Por Manuel Hernández Villeta

El área judicial no puede estar en polémicas estériles. Los fiscales están para presentar la acusación, y los jueces para aplicar la sentencia. Si hay fallas, deben ser conocidas por los organismos competentes, no airearlas a lo público. El sistema no soporta disensiones, es frágil, y se resquebraja a la menor crítica a lo externo.

Lo lamentable es que nada se saca en claro de las polémicas. Titulares en los periódicos por un par de días, y ya. Todo vuelve a la anormalidad. Las denuncias deben estar acompañadas de la investigación, y la sanción en caso de ser necesaria.

La sociedad dominicana está cansada de las polémicas inútiles, que no conducen a ninguna parte, y que de una forma u otra enajenan el sistema. Hay que comenzar a presentar pruebas, porque en definitiva, las descalificaciones quedan en el aire y se las lleva el viento, pero la verdad prevalece.

Difícil poder estabilizar a la justicia dominicana, que todavía tiene los pies de barros. No ha dejado de ser un terreno donde la política tiene un amplio predominio, y en el cual la institucionalidad camina lentamente. Tengo confianza en la justicia dominicana, en los jueces y en los fiscales: Hacen su trabajo. Ahora, si alguno realiza actividades condenables, se le deben probar y llevar al banquillo de los acusados.

Hoy la justicia nacional tiene más fuerza y moral que la de hace varias décadas. Era una época donde muchas sentencias eran dictadas en oficinas de abogados, en los cuarteles de Policía o de la guardia, o en el aire acondicionado de los despachos de los políticos. Los jueces de hoy tienen más autonomía y mayor credibilidad. Los fiscales han dejado de ser monigotes que inclusive iban con botas y pantalones militares a las audiencias.

Tienen que seguir los cambios, es la única forma de que todos los dominicanos tengan fe absoluta en la justicia.
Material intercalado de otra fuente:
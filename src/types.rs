use serde::{Deserialize, Serialize};

/// Decomposition of a domain around its public suffix.
///
/// A fresh value is produced per query; nothing is shared with the
/// [`PublicSuffixList`](crate::PublicSuffixList) that built it.
#[derive(Debug, Clone, PartialEq, Eq, Serialize, Deserialize)]
pub struct EtldParts {
    /// The normalized input domain (lower-cased, trailing dot removed).
    pub domain: String,
    /// The matched public suffix (effective TLD).
    pub etld: String,
    /// The registrable domain: `etld` plus the one label left of it.
    pub etld_plus_one: String,
    /// Everything left of `etld_plus_one`; empty when the domain is its own
    /// registrable domain.
    pub subdomain: String,
}

impl EtldParts {
    /// True when the domain carries no labels below the registrable domain.
    pub fn is_registrable(&self) -> bool {
        self.subdomain.is_empty()
    }
}
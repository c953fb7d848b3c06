use super::PrefixSet;

/// Sorted-array prefix index.
///
/// Keys live in one sorted, deduplicated `Vec`; a prefix query runs one
/// binary search per label-boundary prefix of the query (keys never end
/// mid-label, so other lengths cannot match). Simple, compact, and fast
/// enough for rule sets the size of the public suffix list.
#[derive(Debug, Clone, Default)]
pub struct SortedPrefixSet {
    keys: Vec<String>,
}

impl PrefixSet for SortedPrefixSet {
    fn build(mut keys: Vec<String>) -> Self {
        keys.sort();
        keys.dedup();
        Self { keys }
    }

    fn prefixes_of(&self, query: &str) -> Vec<&str> {
        let mut matches = Vec::new();
        let boundaries = query
            .match_indices('.')
            .map(|(pos, _)| pos)
            .chain(std::iter::once(query.len()));
        for end in boundaries {
            if end == 0 {
                continue;
            }
            let prefix = &query[..end];
            if let Ok(idx) = self.keys.binary_search_by(|k| k.as_str().cmp(prefix)) {
                matches.push(self.keys[idx].as_str());
            }
        }
        matches
    }

    fn len(&self) -> usize {
        self.keys.len()
    }
}
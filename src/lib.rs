//! PSL Engine - A high-performance Public Suffix List (eTLD) matching engine for Rust
//!
//! This library resolves the longest matching public suffix of a domain and
//! splits domains into their registrable (eTLD+1) and subdomain parts:
//! - Rule normalization from raw publicsuffix.org list text
//! - Strict mode restricted to the ICANN-curated section
//! - IDN (punycode) rule expansion and query re-encoding
//! - Longest-suffix matching via a prefix query over reversed labels
//! - Pluggable prefix-index backend
//!
//! # Example
//!
//! ```rust
//! use psl_engine_r::PublicSuffixList;
//!
//! let psl_text = "
//! // ===BEGIN ICANN DOMAINS===
//! com
//! uk.com
//! jp
//! ac.jp
//! // ===END ICANN DOMAINS===
//! ";
//!
//! let psl = PublicSuffixList::from_text(psl_text, false).unwrap();
//!
//! assert_eq!(psl.match_suffix("www.example.uk.com", false).unwrap(), "uk.com");
//!
//! let parts = psl.decompose("www.example.com", false).unwrap();
//! assert_eq!(parts.etld, "com");
//! assert_eq!(parts.etld_plus_one, "example.com");
//! assert_eq!(parts.subdomain, "www");
//! ```
//!
//! # Rule Handling
//!
//! Rules follow the public suffix list grammar: one rule per line, `//`
//! starts a comment. Wildcard (`*.`) and exception (`!`) rules are indexed
//! as literal keys; wildcard expansion is out of scope.
//!
//! The engine never fetches the list itself; hand it the text (or a local
//! file path) and it builds an immutable index that is safe for concurrent
//! reads. Refreshing the list means constructing a new instance.

pub mod error;
pub mod index;
pub mod labels;
pub mod parser;
pub mod resolver;
pub mod types;

// Re-export commonly used items
pub use error::{PslError, Result};
pub use index::{PrefixSet, SortedPrefixSet};
pub use parser::{normalize_rules, rules_from_file, section_block, ListSection};
pub use resolver::PublicSuffixList;
pub use types::EtldParts;
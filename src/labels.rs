//! Named normalization steps shared by the rule normalizer and the resolver.
//!
//! Each step is a pure function; callers apply them in a fixed order
//! (sanitize -> optional IDN encode -> label reversal) instead of composing
//! closures at runtime.

use crate::error::{PslError, Result};

/// Trim surrounding whitespace, lower-case, and strip exactly one trailing
/// dot (FQDN marker). Leading dots are preserved: they are significant to the
/// matcher.
pub fn sanitize(domain: &str) -> String {
    let trimmed = domain.trim().to_lowercase();
    match trimmed.strip_suffix('.') {
        Some(stripped) => stripped.to_string(),
        None => trimmed,
    }
}

/// Re-encode a domain through the IDN codec into its ASCII-compatible form.
pub fn to_ascii(domain: &str) -> Result<String> {
    idna::domain_to_ascii(domain).map_err(|e| PslError::Encoding {
        input: domain.to_string(),
        message: e.to_string(),
    })
}

/// Flip the label order of a domain, leaving the labels themselves untouched.
///
/// `"example.uk.com"` becomes `"com.uk.example"`. This is what reduces
/// longest-suffix matching to a prefix query over stored keys.
pub fn reverse_labels(domain: &str) -> String {
    let mut labels: Vec<&str> = domain.split('.').collect();
    labels.reverse();
    labels.join(".")
}

/// Whether `key` covers whole labels of the (reversed) `query`: either the
/// strings are equal, or the query continues with a `.` right after the key.
/// Filters out keys that would otherwise match inside a label, e.g. key
/// `"com.u"` against query `"com.uk.example"`.
pub fn label_aligned(query: &str, key: &str) -> bool {
    query.len() == key.len() || query.as_bytes().get(key.len()) == Some(&b'.')
}
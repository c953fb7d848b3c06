use thiserror::Error;

/// PSL engine error types
#[derive(Error, Debug)]
pub enum PslError {
    /// Structural problem in the raw suffix-list text, e.g. a section begin
    /// marker without its matching end marker under strict mode.
    #[error("Malformed suffix list: {0}")]
    MalformedList(String),

    /// The IDN codec rejected a rule or query string.
    #[error("IDN encoding failed for '{input}': {message}")]
    Encoding { input: String, message: String },

    /// No stored rule is a suffix of the queried domain.
    #[error("No public suffix found for '{0}'")]
    SuffixNotFound(String),

    #[error("IO error: {0}")]
    Io(#[from] std::io::Error),
}

pub type Result<T> = std::result::Result<T, PslError>;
Es una forma de evitar que el ciudadano se tome la aplicación de la pena fuera de los tribunales. La justicia aplicada unilateralmente sin juicio oral, público y contradictorio es un atentado a la institucionalidad. Los linchamientos no pueden ser el camino.

Necesario es elevar la línea educativa de la población para que comprenda que los linchamientos no es el camino. A todo implicado en un hecho se le debe detener y ser llevado a los tribunales con un expediente bien claro, donde se demuestre su culpabilidad para ser condenado. Si no se toman esas medidas, entonces las cavernas se adueñaran de la vida nacional.

Con los linchamientos no es solo decir que están prohibidos, sino hacer que los ciudadanos tengan fe en la justicia. Cuando se quieren aplicar penas irregulares, es porque no se confía en la ley. No hay pena de muerte en el país, y el que participe en un linchamiento debe saber que es reo de prisión. Dejemos que en los tribunales se diriman culpabilidades e inocencia, y dejemos a un lado polémicas estériles, y pongámonos a trabajar por la institucionalidad de la justicia. ¡Ay!, se me acabó la tinta.